Nestroy-Spiele 2010

Das Gewürzkrämer-Kleeblatt

38. Nestroy-Spiele Schwechat 2010 im Schlosshof der Rothmühle
in Schwechat-Rannersdorf, 2320 Schwechat, Rothmühlstraße 5
Premiere 26. Juni 2010, Vorstellungen bis 31. Juli 2010

In ihrem 38. Spieljahr zeigten die Nestroy-Spiele Schwechat wieder ein eher selten gespieltes Stück, eine von Nestroys köstlichen Spießer­satiren aus dem Jahr 1845: „Das Gewürzkrämer-Kleeblatt“.

Drei brave, ehrsame Gewürzkrämer, die mit ihren Frauen in der heilen Welt einer geordneten, biederen Kleinstadt-Idylle leben, sind geschäftlich wie privat eng miteinander befreundet. Doch der Schein trügt.

Man beobachtet und kontrolliert einander ständig – in dem vagen Verdacht, der andere könne heimlich etwas ausleben, was man sich selbst nur mit Mühe und ungern verbietet.

Zwar ist keiner der drei selbstgefälligen Ehemänner misstrauisch und eifersüchtig gegenüber seiner eigenen Frau, aber jeder überwacht mit Argusaugen die Frauen seiner zwei Freunde, die er zu allem fähig hält; jeder versucht mit allen Mitteln, seine Freunde vor Unglück zu bewahren, was zu den absurdesten Situationen führt.
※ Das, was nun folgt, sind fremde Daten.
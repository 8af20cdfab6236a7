//! Outbound transmission scheduler.
//!
//! Owns the broadcast slot. Presence is the resting state; every queued item
//! interrupts it for a burst and hands the slot back afterwards:
//!
//! ```text
//! Idle ──enqueue──▶ Bursting ──window over──▶ Resuming ──settle──▶ Gap ──▶ Bursting
//!  ▲                                              │                  │
//!  └──────────────── queue empty ─────────────────┴──────────────────┘
//! ```
//!
//! The scheduler never sleeps. The engine asks for [`Scheduler::next_wakeup`]
//! and calls [`Scheduler::poll`] once that instant has passed.

use std::collections::VecDeque;
use std::mem;
use std::sync::Arc;

use tokio::sync::broadcast;
use tokio::time::Instant;

use blink_core::config::ProtocolConfig;
use blink_core::wire::{self, EncodeError, Packet, PacketKind};
use blink_core::{Identity, PeerHash, Presence};
use blink_services::Event;

use crate::radio::Radio;

/// A logical message waiting for the broadcast slot.
#[derive(Debug, Clone)]
pub struct OutboundItem {
    pub kind: PacketKind,
    pub target: PeerHash,
    pub payload: Vec<u8>,
    pub enqueued_at: Instant,
}

/// Frames of the item currently on air.
struct Burst {
    kind: PacketKind,
    target: PeerHash,
    current: Vec<u8>,
    remaining: VecDeque<Vec<u8>>,
    window_end: Instant,
    /// Match kinds re-send the frame on an interval within the window.
    next_repeat: Option<Instant>,
    /// Pending retry after the radio refused `current`.
    retry_at: Option<Instant>,
    attempts: u32,
}

impl Burst {
    fn deadline(&self) -> Instant {
        let mut at = self.window_end;
        if let Some(repeat) = self.next_repeat {
            at = at.min(repeat);
        }
        if let Some(retry) = self.retry_at {
            at = at.min(retry);
        }
        at
    }
}

enum Phase {
    Idle,
    Bursting(Burst),
    /// Burst over, slot empty until `at`.
    Resuming { at: Instant },
    /// Presence back on air, next item starts at `until`.
    Gap { until: Instant },
}

pub struct Scheduler {
    radio: Arc<dyn Radio>,
    events: broadcast::Sender<Event>,
    config: ProtocolConfig,
    local: PeerHash,
    presence_frame: Vec<u8>,
    visible: bool,
    queue: VecDeque<OutboundItem>,
    phase: Phase,
    next_msg_id: u8,
}

impl Scheduler {
    pub fn new(
        radio: Arc<dyn Radio>,
        events: broadcast::Sender<Event>,
        config: ProtocolConfig,
        identity: &Identity,
    ) -> Result<Self, EncodeError> {
        let presence_frame = presence_frame(identity)?;
        let visible = config.visible;
        Ok(Self {
            radio,
            events,
            config,
            local: identity.hash,
            presence_frame,
            visible,
            queue: VecDeque::new(),
            phase: Phase::Idle,
            next_msg_id: 0,
        })
    }

    /// Put presence on air if visible. Called once when the engine starts.
    pub fn start(&mut self) {
        if self.visible && matches!(self.phase, Phase::Idle) {
            self.advertise_presence();
        }
    }

    /// Release the slot and forget queued items.
    pub fn shutdown(&mut self) {
        if !self.queue.is_empty() {
            tracing::debug!(dropped = self.queue.len(), "outbound queue discarded");
        }
        self.queue.clear();
        self.phase = Phase::Idle;
        self.radio.stop_broadcast();
    }

    pub fn enqueue(&mut self, kind: PacketKind, target: PeerHash, payload: Vec<u8>, now: Instant) {
        self.queue.push_back(OutboundItem {
            kind,
            target,
            payload,
            enqueued_at: now,
        });
        tracing::debug!(?kind, peer = %target, queued = self.queue.len(), "outbound item queued");

        if matches!(self.phase, Phase::Idle) {
            self.begin_next(now);
        }
    }

    /// Takes effect immediately while presence holds the slot, otherwise at
    /// the next resume step.
    pub fn set_visibility(&mut self, visible: bool) {
        if self.visible == visible {
            return;
        }
        self.visible = visible;
        tracing::info!(visible, "visibility changed");

        match self.phase {
            Phase::Idle | Phase::Gap { .. } => {
                if visible {
                    self.advertise_presence();
                } else {
                    self.radio.stop_broadcast();
                }
            }
            Phase::Bursting(_) | Phase::Resuming { .. } => {}
        }
    }

    /// Rebuild the presence frame; restart presence if it is on air.
    pub fn set_identity(&mut self, identity: &Identity) -> Result<(), EncodeError> {
        self.presence_frame = presence_frame(identity)?;
        self.local = identity.hash;

        if self.visible && matches!(self.phase, Phase::Idle | Phase::Gap { .. }) {
            self.advertise_presence();
        }
        Ok(())
    }

    /// Instant the scheduler next needs to run, if any.
    pub fn next_wakeup(&self) -> Option<Instant> {
        match &self.phase {
            Phase::Idle => None,
            Phase::Bursting(burst) => Some(burst.deadline()),
            Phase::Resuming { at } => Some(*at),
            Phase::Gap { until } => Some(*until),
        }
    }

    /// Run every transition due at or before `now`.
    ///
    /// Each step is taken at its own deadline rather than at `now`, so a
    /// late wakeup does not stretch the schedule.
    pub fn poll(&mut self, now: Instant) {
        while let Some(at) = self.next_wakeup() {
            if at > now {
                break;
            }
            self.step(at);
        }
    }

    /// Reconcile desired and actual radio state.
    pub fn health_check(&mut self, now: Instant) {
        let on_air = self.radio.is_broadcasting();

        match self.phase {
            Phase::Idle | Phase::Gap { .. } => {
                if self.visible && !on_air {
                    tracing::warn!("presence advertisement lost, restarting");
                    self.advertise_presence();
                } else if !self.visible && on_air {
                    tracing::warn!("advertising while invisible, stopping");
                    self.radio.stop_broadcast();
                }
            }
            Phase::Bursting(_) => {
                if let Phase::Bursting(mut burst) = mem::replace(&mut self.phase, Phase::Idle) {
                    if on_air || burst.retry_at.is_some() {
                        self.phase = Phase::Bursting(burst);
                        return;
                    }
                    tracing::warn!(kind = ?burst.kind, "burst frame dropped by radio, re-arming");
                    if self.transmit(&mut burst, now) {
                        self.phase = Phase::Bursting(burst);
                    } else {
                        self.give_up(burst, now);
                    }
                }
            }
            Phase::Resuming { .. } => {}
        }
    }

    pub fn is_idle(&self) -> bool {
        matches!(self.phase, Phase::Idle)
    }

    pub fn queue_len(&self) -> usize {
        self.queue.len()
    }

    pub fn is_visible(&self) -> bool {
        self.visible
    }

    // ── State machine ─────────────────────────────────────────────────────────

    fn step(&mut self, at: Instant) {
        match mem::replace(&mut self.phase, Phase::Idle) {
            Phase::Idle => {}
            Phase::Bursting(burst) => self.step_burst(burst, at),
            Phase::Resuming { .. } => {
                if self.visible {
                    self.advertise_presence();
                }
                if !self.queue.is_empty() {
                    self.phase = Phase::Gap {
                        until: at + self.config.inter_item_gap(),
                    };
                }
            }
            Phase::Gap { .. } => self.begin_next(at),
        }
    }

    fn step_burst(&mut self, mut burst: Burst, at: Instant) {
        if burst.window_end <= at {
            let Some(frame) = burst.remaining.pop_front() else {
                self.finish_burst(burst, at);
                return;
            };
            burst.current = frame;
            burst.window_end = at + self.config.burst_window();
            burst.retry_at = None;
            burst.attempts = 0;
            if !self.transmit(&mut burst, at) {
                self.give_up(burst, at);
                return;
            }
        } else if burst.retry_at.is_some_and(|retry| retry <= at) {
            if !self.transmit(&mut burst, at) {
                self.give_up(burst, at);
                return;
            }
        } else if let Some(repeat) = burst.next_repeat.filter(|repeat| *repeat <= at) {
            let next = repeat + self.config.match_repeat_interval();
            burst.next_repeat = Some(next).filter(|next| *next < burst.window_end);
            // a pending retry will put the frame back on air
            if burst.retry_at.is_none() {
                tracing::trace!(kind = ?burst.kind, "repeating burst frame");
                if !self.transmit(&mut burst, at) {
                    self.give_up(burst, at);
                    return;
                }
            }
        }
        self.phase = Phase::Bursting(burst);
    }

    fn begin_next(&mut self, at: Instant) {
        while let Some(item) = self.queue.pop_front() {
            let msg_id = self.next_msg_id;
            let mut frames = match encode_item(&item, self.local, msg_id) {
                Ok(frames) => frames,
                Err(e) => {
                    tracing::warn!(kind = ?item.kind, error = %e, "dropping unencodable outbound item");
                    continue;
                }
            };
            self.next_msg_id = self.next_msg_id.wrapping_add(1);

            let Some(current) = frames.pop_front() else {
                continue;
            };

            let window = if item.kind.is_match() {
                self.config.match_burst_window()
            } else {
                self.config.burst_window()
            };
            let window_end = at + window;
            let next_repeat = item
                .kind
                .is_match()
                .then(|| at + self.config.match_repeat_interval())
                .filter(|repeat| *repeat < window_end);

            tracing::debug!(
                kind = ?item.kind,
                peer = %item.target,
                msg_id,
                packets = frames.len() + 1,
                waited_ms = at.saturating_duration_since(item.enqueued_at).as_millis() as u64,
                "burst starting"
            );

            let mut burst = Burst {
                kind: item.kind,
                target: item.target,
                current,
                remaining: frames,
                window_end,
                next_repeat,
                retry_at: None,
                attempts: 0,
            };
            if self.transmit(&mut burst, at) {
                self.phase = Phase::Bursting(burst);
            } else {
                self.give_up(burst, at);
            }
            return;
        }

        self.phase = Phase::Idle;
        if self.visible && !self.radio.is_broadcasting() {
            self.advertise_presence();
        }
    }

    /// Stop, then start `burst.current`. False once attempts are exhausted.
    fn transmit(&self, burst: &mut Burst, at: Instant) -> bool {
        self.radio.stop_broadcast();
        burst.attempts += 1;

        match self.radio.start_broadcast(&burst.current) {
            Ok(()) => {
                burst.attempts = 0;
                burst.retry_at = None;
                true
            }
            Err(e) if burst.attempts < self.config.max_broadcast_attempts => {
                tracing::warn!(
                    kind = ?burst.kind,
                    attempt = burst.attempts,
                    error = %e,
                    "broadcast start failed, retrying"
                );
                burst.retry_at = Some(at + self.config.broadcast_retry());
                true
            }
            Err(e) => {
                tracing::warn!(
                    kind = ?burst.kind,
                    attempts = burst.attempts,
                    error = %e,
                    "broadcast start failed, giving up"
                );
                false
            }
        }
    }

    fn give_up(&mut self, burst: Burst, at: Instant) {
        let _ = self.events.send(Event::SendFailed {
            kind: burst.kind,
            target: burst.target,
        });
        self.radio.stop_broadcast();
        self.phase = Phase::Resuming {
            at: at + self.config.settle_delay(),
        };
    }

    fn finish_burst(&mut self, burst: Burst, at: Instant) {
        self.radio.stop_broadcast();
        tracing::debug!(kind = ?burst.kind, peer = %burst.target, "burst complete");
        self.phase = Phase::Resuming {
            at: at + self.config.settle_delay(),
        };
    }

    fn advertise_presence(&self) {
        self.radio.stop_broadcast();
        match self.radio.start_broadcast(&self.presence_frame) {
            Ok(()) => tracing::trace!("presence on air"),
            // the health check will try again
            Err(e) => tracing::warn!(error = %e, "presence start failed"),
        }
    }
}

fn presence_frame(identity: &Identity) -> Result<Vec<u8>, EncodeError> {
    let payload = Presence::new(identity.gender, identity.display_name.as_str()).encode();
    wire::encode(&Packet::new(
        PacketKind::Presence,
        identity.hash,
        PeerHash::BROADCAST,
        0,
        payload,
    ))
}

fn encode_item(
    item: &OutboundItem,
    sender: PeerHash,
    msg_id: u8,
) -> Result<VecDeque<Vec<u8>>, EncodeError> {
    Packet::fragments(item.kind, sender, item.target, msg_id, &item.payload)?
        .iter()
        .map(wire::encode)
        .collect()
}
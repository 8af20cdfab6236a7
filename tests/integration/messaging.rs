use blink_services::MatchStore;

use crate::*;

/// "hello" from A to B arrives exactly once despite ~20 observations of the
/// chat frame.
#[tokio::test(start_paused = true)]
async fn test_chat_delivered_exactly_once() {
    let air = Air::new();
    let ana = air.device("ana", Gender::Female).await;
    let mut ben = air.device("ben", Gender::Male).await;

    ana.engine.send_chat(ben.hash, "hello").await.unwrap();

    let events = ben.collect(secs(10)).await;
    assert_eq!(chats_in(&events), vec![(ana.hash, "hello".to_string())]);

    let history = ben.chats.history(&ana.hash);
    assert_eq!(history.len(), 1);
    assert_eq!(history[0].text, "hello");
    assert_eq!(ana.chats.history(&ben.hash).len(), 1);

    ana.assert_no_overlap();
    ben.assert_no_overlap();
}

/// A chat spanning several frames is reassembled intact.
#[tokio::test(start_paused = true)]
async fn test_multi_chunk_chat() {
    let air = Air::new();
    let ana = air.device("ana", Gender::Female).await;
    let mut ben = air.device("ben", Gender::Male).await;

    let text = "meet me by the fountain at seven, bring the map";
    assert!(text.len() > 33);
    ana.engine.send_chat(ben.hash, text).await.unwrap();

    let events = ben.collect(secs(15)).await;
    assert_eq!(chats_in(&events), vec![(ana.hash, text.to_string())]);
}

/// The longest chat the engine accepts still reassembles at the receiver;
/// one byte more is refused up front.
#[tokio::test(start_paused = true)]
async fn test_longest_chat_is_delivered() {
    let air = Air::new();
    let ana = air.device("ana", Gender::Female).await;
    let mut ben = air.device("ben", Gender::Male).await;

    let max = ProtocolConfig::default().max_chat_len();
    let too_long = ana.engine.send_chat(ben.hash, "y".repeat(max + 1)).await;
    assert!(matches!(
        too_long,
        Err(blinkd::EngineError::MessageTooLong { len, .. }) if len == max + 1
    ));

    let text = "x".repeat(max);
    ana.engine.send_chat(ben.hash, text.clone()).await.unwrap();

    let events = ben.collect(secs(60)).await;
    assert_eq!(chats_in(&events), vec![(ana.hash, text)]);
    ana.assert_no_overlap();
}

/// Queued chats go out in order.
#[tokio::test(start_paused = true)]
async fn test_chats_arrive_in_send_order() {
    let air = Air::new();
    let ana = air.device("ana", Gender::Female).await;
    let mut ben = air.device("ben", Gender::Male).await;

    for text in ["one", "two", "three"] {
        ana.engine.send_chat(ben.hash, text).await.unwrap();
    }

    let events = ben.collect(secs(15)).await;
    let texts: Vec<String> = chats_in(&events).into_iter().map(|(_, t)| t).collect();
    assert_eq!(texts, vec!["one", "two", "three"]);
    ana.assert_no_overlap();
}

/// A third device hears the chat frames but never surfaces them.
#[tokio::test(start_paused = true)]
async fn test_third_party_ignores_addressed_frames() {
    let air = Air::new();
    let ana = air.device("ana", Gender::Female).await;
    let ben = air.device("ben", Gender::Male).await;
    let mut cat = air.device("cat", Gender::Female).await;

    ana.engine.send_chat(ben.hash, "just for ben").await.unwrap();
    ana.engine.send_match_request(ben.hash).await.unwrap();

    let cat_events = cat.collect(secs(20)).await;
    assert!(chats_in(&cat_events).is_empty());
    assert!(!cat_events
        .iter()
        .any(|e| matches!(e, Event::MatchRequested { .. })));
    assert_eq!(cat.chats.count(&ana.hash), 0);
    assert!(cat.engine.peers().get(&ana.hash).is_some());

    assert_eq!(ben.chats.count(&ana.hash), 1);
    assert_eq!(ben.matches.pending_gender(&ana.hash), Some(Gender::Female));
}
//! Chunk reassembly — turns multi-packet chat bursts back into one
//! logical message.
//!
//! Buffers are keyed by `(sender, msg_id)`. The medium gives no delivery
//! guarantee: a message missing a chunk when its buffer times out is lost,
//! and nobody is told.

use std::collections::HashMap;
use std::time::Duration;

use tokio::time::Instant;

use blink_core::wire::Packet;
use blink_core::{PacketKind, PeerHash};

/// A complete payload a protocol handler acts on.
#[derive(Debug, Clone, PartialEq, Eq)]
pub struct LogicalMessage {
    pub sender: PeerHash,
    pub target: PeerHash,
    pub kind: PacketKind,
    pub msg_id: u8,
    pub payload: Vec<u8>,
    /// Signal strength of the packet that completed the message.
    pub signal_strength: Option<i16>,
}

impl LogicalMessage {
    fn from_single(packet: Packet, signal_strength: Option<i16>) -> Self {
        Self {
            sender: packet.sender,
            target: packet.target,
            kind: packet.kind,
            msg_id: packet.msg_id,
            payload: packet.payload,
            signal_strength,
        }
    }
}

type BufferKey = (PeerHash, u8);

/// Fragments of one message seen so far.
struct Partial {
    kind: PacketKind,
    target: PeerHash,
    fragments: Vec<Option<Vec<u8>>>,
    received: usize,
    /// Last time a new fragment arrived. The timeout measures silence, so a
    /// long burst is not cut off while chunks keep coming.
    last_chunk_at: Instant,
}

impl Partial {
    fn new(packet: &Packet, now: Instant) -> Self {
        Self {
            kind: packet.kind,
            target: packet.target,
            fragments: vec![None; packet.chunk_total as usize],
            received: 0,
            last_chunk_at: now,
        }
    }

    fn matches(&self, packet: &Packet) -> bool {
        self.kind == packet.kind
            && self.target == packet.target
            && self.fragments.len() == packet.chunk_total as usize
    }

    fn insert(&mut self, index: u8, payload: Vec<u8>, now: Instant) {
        let Some(slot) = self.fragments.get_mut(index as usize) else {
            return;
        };
        if slot.is_none() {
            *slot = Some(payload);
            self.received += 1;
            self.last_chunk_at = now;
        }
    }

    fn is_complete(&self) -> bool {
        self.received == self.fragments.len()
    }

    fn concat(self) -> Vec<u8> {
        self.fragments.into_iter().flatten().flatten().collect()
    }
}

/// Per-device reassembly table.
pub struct Reassembler {
    partial: HashMap<BufferKey, Partial>,
    /// Recently completed messages; late repeats of their chunks are ignored.
    completed: HashMap<BufferKey, Instant>,
    timeout: Duration,
    max_buffers: usize,
}

impl Reassembler {
    pub fn new(timeout: Duration, max_buffers: usize) -> Self {
        Self {
            partial: HashMap::new(),
            completed: HashMap::new(),
            timeout,
            max_buffers: max_buffers.max(1),
        }
    }

    /// Feed one decoded packet. Returns the logical message once it is
    /// complete.
    pub fn ingest(
        &mut self,
        packet: Packet,
        signal_strength: Option<i16>,
        now: Instant,
    ) -> Option<LogicalMessage> {
        if packet.chunk_total <= 1 {
            return Some(LogicalMessage::from_single(packet, signal_strength));
        }

        if packet.chunk_index >= packet.chunk_total {
            tracing::trace!(
                sender = %packet.sender,
                index = packet.chunk_index,
                total = packet.chunk_total,
                "chunk index out of range"
            );
            return None;
        }

        self.sweep(now);

        let key = (packet.sender, packet.msg_id);
        if self.completed.contains_key(&key) {
            tracing::trace!(sender = %packet.sender, msg_id = packet.msg_id, "chunk of completed message ignored");
            return None;
        }

        match self.partial.get(&key).map(|p| p.matches(&packet)) {
            Some(true) => {}
            Some(false) => {
                // msg_id wrapped around or the sender restarted mid-message
                self.partial.insert(key, Partial::new(&packet, now));
            }
            None => {
                self.make_room();
                self.partial.insert(key, Partial::new(&packet, now));
            }
        }

        let buffer = self.partial.get_mut(&key)?;
        buffer.insert(packet.chunk_index, packet.payload, now);
        if !buffer.is_complete() {
            tracing::trace!(
                sender = %packet.sender,
                msg_id = packet.msg_id,
                received = buffer.received,
                total = packet.chunk_total,
                "chunk buffered"
            );
            return None;
        }

        let buffer = self.partial.remove(&key)?;
        self.completed.insert(key, now);
        Some(LogicalMessage {
            sender: packet.sender,
            target: buffer.target,
            kind: buffer.kind,
            msg_id: packet.msg_id,
            payload: buffer.concat(),
            signal_strength,
        })
    }

    /// Drop buffers that have gone the reassembly timeout without a new
    /// chunk. Returns how many incomplete messages were lost.
    pub fn sweep(&mut self, now: Instant) -> usize {
        let timeout = self.timeout;
        let before = self.partial.len();
        self.partial.retain(|(sender, msg_id), p| {
            let keep = now.saturating_duration_since(p.last_chunk_at) < timeout;
            if !keep {
                tracing::debug!(
                    sender = %sender,
                    msg_id,
                    received = p.received,
                    total = p.fragments.len(),
                    "reassembly timed out, message lost"
                );
            }
            keep
        });
        self.completed
            .retain(|_, at| now.saturating_duration_since(*at) < timeout);
        before - self.partial.len()
    }

    /// Number of open (incomplete) buffers.
    pub fn pending(&self) -> usize {
        self.partial.len()
    }

    fn make_room(&mut self) {
        while self.partial.len() >= self.max_buffers {
            let oldest = self
                .partial
                .iter()
                .min_by_key(|(_, p)| p.last_chunk_at)
                .map(|(k, _)| *k);
            match oldest {
                Some(key) => {
                    tracing::debug!(sender = %key.0, msg_id = key.1, "reassembly table full, evicting oldest");
                    self.partial.remove(&key);
                }
                None => break,
            }
        }
    }
}
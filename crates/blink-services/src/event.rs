//! Engine events and the typed subscription handed to observers.

use serde::Serialize;
use tokio::sync::broadcast;

use blink_core::{Gender, PacketKind, PeerHash};

/// Something a subscriber should know about.
#[derive(Debug, Clone, PartialEq, Eq, Serialize)]
#[serde(tag = "event", rename_all = "snake_case")]
pub enum Event {
    PresenceUpdated {
        peer: PeerHash,
        display_name: String,
        gender: Gender,
        signal_strength: Option<i16>,
    },
    MatchRequested {
        from: PeerHash,
        gender: Gender,
    },
    MatchAccepted {
        from: PeerHash,
        gender: Gender,
    },
    MatchRejected {
        from: PeerHash,
    },
    ChatReceived {
        from: PeerHash,
        text: String,
    },
    Unmatched {
        from: PeerHash,
    },
    Blocked {
        from: PeerHash,
    },
    /// An outbound item was dropped after the radio refused it repeatedly.
    SendFailed {
        kind: PacketKind,
        target: PeerHash,
    },
}

/// Receiving end of the engine's event stream.
///
/// Slow subscribers lose the oldest events rather than stalling the engine.
pub struct Subscription {
    rx: broadcast::Receiver<Event>,
}

impl Subscription {
    pub fn new(rx: broadcast::Receiver<Event>) -> Self {
        Self { rx }
    }

    /// Next event, or `None` once the engine is gone.
    pub async fn next(&mut self) -> Option<Event> {
        loop {
            match self.rx.recv().await {
                Ok(event) => return Some(event),
                Err(broadcast::error::RecvError::Lagged(skipped)) => {
                    tracing::warn!(skipped, "subscriber lagging, events dropped");
                }
                Err(broadcast::error::RecvError::Closed) => return None,
            }
        }
    }

    /// Non-blocking variant of [`next`](Self::next).
    pub fn try_next(&mut self) -> Option<Event> {
        loop {
            match self.rx.try_recv() {
                Ok(event) => return Some(event),
                Err(broadcast::error::TryRecvError::Lagged(skipped)) => {
                    tracing::warn!(skipped, "subscriber lagging, events dropped");
                }
                Err(_) => return None,
            }
        }
    }
}
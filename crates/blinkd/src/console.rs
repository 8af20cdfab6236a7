//! Line-oriented operator console on stdin.
//!
//! One command per line; results go to stderr so stdout stays a clean
//! stream of JSON event lines.

use anyhow::Result;
use tokio::io::{AsyncBufReadExt, BufReader};

use blink_core::{Identity, PeerHash};

use crate::engine::Engine;

#[derive(Debug, Clone, PartialEq, Eq)]
pub enum ConsoleCommand {
    Chat { to: PeerHash, text: String },
    Match(PeerHash),
    Accept(PeerHash),
    Reject(PeerHash),
    Unmatch(PeerHash),
    Block(PeerHash),
    Visible(bool),
    Name(String),
    Peers,
    Help,
    Quit,
}

/// Why the console stopped reading.
#[derive(Debug, Clone, Copy, PartialEq, Eq)]
pub enum ConsoleExit {
    Quit,
    /// stdin closed; the daemon keeps running.
    Eof,
}

#[derive(Debug, PartialEq, Eq, thiserror::Error)]
pub enum ParseError {
    #[error("unknown command: {0}")]
    Unknown(String),

    #[error("{0}: missing argument")]
    Missing(&'static str),

    #[error("not a peer hash: {0}")]
    BadPeer(String),

    #[error("expected on/off, got {0}")]
    BadFlag(String),
}

/// Parse one console line. Blank lines yield `None`.
pub fn parse(line: &str) -> Result<Option<ConsoleCommand>, ParseError> {
    let line = line.trim();
    let (word, rest) = match line.split_once(char::is_whitespace) {
        Some((word, rest)) => (word, rest.trim()),
        None => (line, ""),
    };

    let command = match (word, rest) {
        ("", _) => return Ok(None),
        ("chat", rest) => {
            let (peer, text) = rest.split_once(char::is_whitespace).ok_or(ParseError::Missing("chat"))?;
            ConsoleCommand::Chat {
                to: peer_arg(peer)?,
                text: text.trim().to_string(),
            }
        }
        ("match", peer) => ConsoleCommand::Match(required_peer("match", peer)?),
        ("accept", peer) => ConsoleCommand::Accept(required_peer("accept", peer)?),
        ("reject", peer) => ConsoleCommand::Reject(required_peer("reject", peer)?),
        ("unmatch", peer) => ConsoleCommand::Unmatch(required_peer("unmatch", peer)?),
        ("block", peer) => ConsoleCommand::Block(required_peer("block", peer)?),
        ("visible", "on") => ConsoleCommand::Visible(true),
        ("visible", "off") => ConsoleCommand::Visible(false),
        ("visible", "") => return Err(ParseError::Missing("visible")),
        ("visible", other) => return Err(ParseError::BadFlag(other.to_string())),
        ("name", "") => return Err(ParseError::Missing("name")),
        ("name", name) => ConsoleCommand::Name(name.to_string()),
        ("peers", _) => ConsoleCommand::Peers,
        ("help", _) | ("?", _) => ConsoleCommand::Help,
        ("quit", _) | ("exit", _) => ConsoleCommand::Quit,
        (other, _) => return Err(ParseError::Unknown(other.to_string())),
    };
    Ok(Some(command))
}

fn required_peer(command: &'static str, arg: &str) -> Result<PeerHash, ParseError> {
    if arg.is_empty() {
        return Err(ParseError::Missing(command));
    }
    peer_arg(arg)
}

fn peer_arg(arg: &str) -> Result<PeerHash, ParseError> {
    arg.parse().map_err(|_| ParseError::BadPeer(arg.to_string()))
}

fn print_usage() {
    eprintln!("commands:");
    eprintln!("  peers                   list nearby peers");
    eprintln!("  chat <peer> <text>      send a chat message");
    eprintln!("  match <peer>            send a match request");
    eprintln!("  accept <peer>           accept a match request");
    eprintln!("  reject <peer>           reject a match request");
    eprintln!("  unmatch <peer>          end a match");
    eprintln!("  block <peer>            block a peer");
    eprintln!("  visible on|off          toggle presence");
    eprintln!("  name <display name>     change display name");
    eprintln!("  quit");
}

/// Read commands from stdin until EOF or `quit`.
pub async fn run(engine: Engine, mut identity: Identity) -> Result<ConsoleExit> {
    let mut lines = BufReader::new(tokio::io::stdin()).lines();

    while let Some(line) = lines.next_line().await? {
        let command = match parse(&line) {
            Ok(Some(command)) => command,
            Ok(None) => continue,
            Err(e) => {
                eprintln!("{e}");
                continue;
            }
        };

        let result = match command {
            ConsoleCommand::Chat { to, text } => engine.send_chat(to, text).await,
            ConsoleCommand::Match(peer) => engine.send_match_request(peer).await,
            ConsoleCommand::Accept(peer) => engine.respond_to_match(peer, true).await,
            ConsoleCommand::Reject(peer) => engine.respond_to_match(peer, false).await,
            ConsoleCommand::Unmatch(peer) => engine.send_unmatch(peer).await,
            ConsoleCommand::Block(peer) => engine.send_block(peer).await,
            ConsoleCommand::Visible(visible) => engine.set_visibility(visible),
            ConsoleCommand::Name(name) => {
                identity.display_name = name;
                engine.set_identity(&identity).await
            }
            ConsoleCommand::Peers => {
                let mut peers = engine.peers().snapshot();
                peers.sort_by_key(|peer| peer.hash);
                eprintln!("{} peer(s)", peers.len());
                for peer in peers {
                    eprintln!(
                        "  {}  {:<10}  {:?}  rssi {}  seen {}s ago",
                        peer.hash,
                        peer.display_name,
                        peer.gender,
                        peer.signal_strength
                            .map(|s| s.to_string())
                            .unwrap_or_else(|| "-".into()),
                        peer.last_seen_at.elapsed().as_secs()
                    );
                }
                Ok(())
            }
            ConsoleCommand::Help => {
                print_usage();
                Ok(())
            }
            ConsoleCommand::Quit => return Ok(ConsoleExit::Quit),
        };

        if let Err(e) = result {
            eprintln!("error: {e}");
        }
    }

    Ok(ConsoleExit::Eof)
}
Vergebens – denn die Gewürze, die die drei Krämer wohlverstaut in ihren Regalen horten und teuer verkaufen, locken mit ihrem verführerischen, exotischen Duft und betören die Sinne. Und so wird ein neuer, junger, liebeshungriger Kommis zur Projektionsfläche für all die unterdrückten Wünsche und Sehnsüchte.

Besetzung

  • Schwefel Franz Steiner
  • Baumöhl Horst Salzer
  • Cichori Karl Schleinzer
  • Madame Schwefel Bella Rössler
  • Madame Baumöhl Maria Sedlaczek
  • Madame Cichori Susanne Adametz
  • Victor, Comis bei Baumöhl Benjamin Turecek
  • Peter, Comis bei Baumöhl Alexander Lainer
  • Regerl, Magd bei Baumöhl Gabi Holzer
  • Brumm Andreas Herbsthofer-Grecht
  • Louise, sein Mündel Rebecca Alice Döltl
  • Chevalier Wettersporn Harald Schuh
  • Frau Schnupf Sissy Stacher
  • Hausmeister Peter Koliander
  • Schusterjunge Melina Rössler
  • Dienstmädchen Maria Bittner, Michaela Illetschko, Conny Schachlhuber, Iris Seidl, Andreas Herbsthofer-Grecht
  • Inszenierung Peter Gruber
  • Mitarbeit Christine Bauer
  • Bühne Alexandre Collon
  • Kostüme Okki Zykan
  • Lichtdesign Robby Vamos
  • Musik und Klavier Otmar Binder
  • Choreinstudierung und Arrangement Paul Hille und Ensemble
  • Couplet-Zusatzstrophen Alfred Aigelsreiter
  • Maske Sigrid Lessel
  • Bühnenrealisation Günter Lickel
  • Lichttechnik Thomas Nichtenberger
  • Regie- und Dramaturgieassistenz Anna Steger
  • Ausstattungsassistenz Milena Nikolic
  • Kostümassistenz Natascha Hausner
  • Maskenassistenz Sandra Pichler, Sabine Stropek
  • Organisation Christine Bauer
  • Pressebetreuung Barbara Vanura
  • Büro und Kassa Sabine Stacher
  • Mitarbeit Katharina Rodax, Grete Seitl

Pressestimmen

Kurier, 29. Juni 2010: Nestroy ohne Biedermeier, in Schwechat geht das gut

In zuckerlfarbenen Reihenhäusern sitzen sie, die selbstzufriedenen Krämerseelen, in deren Gärten Gartenzwerge sprießen – und bisweilen phallische Chilis als Chiffren dafür, wie scharf ihre gelangweilten Gattinen angesichts des wendigen Comis Victor (Benjamin Turecek mit mürrischem Charme) werden.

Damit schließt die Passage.